Susanna and the Elders
An innocent woman resists two sexual predators, only to face a trial that reveals their guilt.
Demonstrating brilliant technique and interpretative insight, Artemisia Gentileschi was just 17 when she first painted on a theme she would return to repeatedly. The biblical Apocrypha recounts the tale of Susanna, the beautiful wife of Joachim. She is bathing in their garden when she is surprised by two elders. The men threaten her with sexual violence and tell her that they will both accuse her of adultery if she does not submit to them. She resists and they carry out their threat.
Susanna is brought to trial for the capital offence of adultery. She pleads her innocence, which is finally ascertained when the young Daniel interrogates the accusers separately. Their accounts differ wildly, are wholly contradictory and, as a result, Susanna walks free, virtue intact.
Artemisia portrays the moment when the two men bear down on her from behind the stone wall where they have been spying. They are oppressively entwined in conspiracy – one whispers in the ear of the other, who places a forefinger on his lips. There is a stark contrast between the heavily robed, shadowy men and the near-naked figure of Susanna. Unlike many other paintings of this scene by male artists, which portray her as passive, Susanna violently resists their approaches, twisting her torso away from them, making clear her deep and instinctive anger at their actions.
It is an astonishingly mature work for one so young, revealing a mastery of the techniques handed down to her by her father Orazio – a man of ‘utterly savage temperament’ – who kept his daughter in a state of near-confinement.
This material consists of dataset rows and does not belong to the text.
use anyhow::Result;
use clap::{CommandFactory, Parser};
use clap_complete::generate;
use tracing::{debug, error, trace, warn};

use ospurge_rs::cloud::openstack::OpenStackClient;
use ospurge_rs::config::Config;
use ospurge_rs::{
    CLIArgs, KindContext, KindRegistry, PurgeError, PurgePipeline, PurgeSession,
    create_purge_cancellation_token, exit_code_from_error,
};

mod ctrl_c_handler;
pub mod indicator;
mod tracing_init;
pub mod ui_config;

/// ospurge - Delete every resource an OpenStack project owns.
///
/// This binary is a thin wrapper over the ospurge-rs library.
/// All core functionality is implemented in the library crate.
#[tokio::main]
async fn main() {
    let config = load_config_exit_if_err();

    if let Some(shell) = config.auto_complete_shell {
        generate(
            shell,
            &mut CLIArgs::command(),
            "ospurge",
            &mut std::io::stdout(),
        );

        return;
    }

    start_tracing_if_necessary(&config);

    trace!("config = {:?}", config);

    if let Err(e) = run(config).await {
        error!("{e:#}");
        std::process::exit(exit_code_from_error(&e));
    }
}

fn load_config_exit_if_err() -> Config {
    match Config::try_from(CLIArgs::parse()) {
        Ok(config) => config,
        Err(error_message) => {
            clap::Error::raw(clap::error::ErrorKind::ValueValidation, error_message).exit()
        }
    }
}

fn start_tracing_if_necessary(config: &Config) -> bool {
    let Some(tracing_config) = config.tracing_config.as_ref() else {
        return false;
    };

    tracing_init::init_tracing(tracing_config);
    true
}

async fn run(config: Config) -> Result<()> {
    let client_config = config.client_config.clone().ok_or_else(|| {
        PurgeError::InvalidConfig("OpenStack connection settings are missing".to_string())
    })?;

    let identity = OpenStackClient::connect(&client_config).await?;
    let mut session = PurgeSession::new(Box::new(identity), &config).await?;

    if let Err(e) = session.prepare().await {
        if let Err(restore_error) = session.restore().await {
            warn!(error = %restore_error, "failed to restore the purged project.");
        }
        return Err(e);
    }

    let mut purge_result = purge(&config, &session).await;
    if purge_result.is_ok() && config.delete_project {
        purge_result = session.delete_project().await;
    }
    let restore_result = session.restore().await;

    purge_result?;
    restore_result
}

async fn purge(config: &Config, session: &PurgeSession) -> Result<()> {
    let ctx = KindContext::new(
        session.connect().await?,
        session.project_id(),
        config.delete_shared_resources,
    );
    let kinds =
        KindRegistry::with_builtin_kinds().instantiate(&ctx, config.resources.as_deref())?;

    let cancellation_token = create_purge_cancellation_token();
    ctrl_c_handler::spawn_ctrl_c_handler(cancellation_token.clone());

    let start_time = tokio::time::Instant::now();
    debug!(
        project_id = session.project_id(),
        project_name = session.project_name().unwrap_or_default(),
        "purge pipeline start."
    );

    let mut pipeline = PurgePipeline::new(config.clone(), kinds, cancellation_token);
    let indicator_join_handle = indicator::show_indicator(
        pipeline.get_stats_receiver(),
        ui_config::is_progress_indicator_needed(config),
        ui_config::is_show_result_needed(config),
        config.dry_run,
    );

    pipeline.run().await;
    indicator_join_handle.await?;

    let duration_sec = format!("{:.3}", start_time.elapsed().as_secs_f32());

    if pipeline.has_error() {
        for message in pipeline.get_error_messages().unwrap_or_default() {
            error!("{}", message);
        }
        error!(duration_sec = duration_sec, "ospurge failed.");
        return Err(anyhow::anyhow!("ospurge failed."));
    }

    debug!(duration_sec = duration_sec, "ospurge has been completed.");
    Ok(())
}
In the year after she painted Susanna and the Elders, Artemisia faced her own ordeal when her father accused his fellow painter Agostino Tassi of having ‘deflowered’ his daughter, damaging the family’s reputation. Though Tassi employed false witnesses in his defence, in 1612 he was exiled from Rome for five years. Subsequently, Artemisia was married to another painter, Pierantonio Stiattesi, the younger brother of her father’s lawyer. They moved to Florence, where Artemisia would mature into a major figure of the Renaissance, defying all prejudice.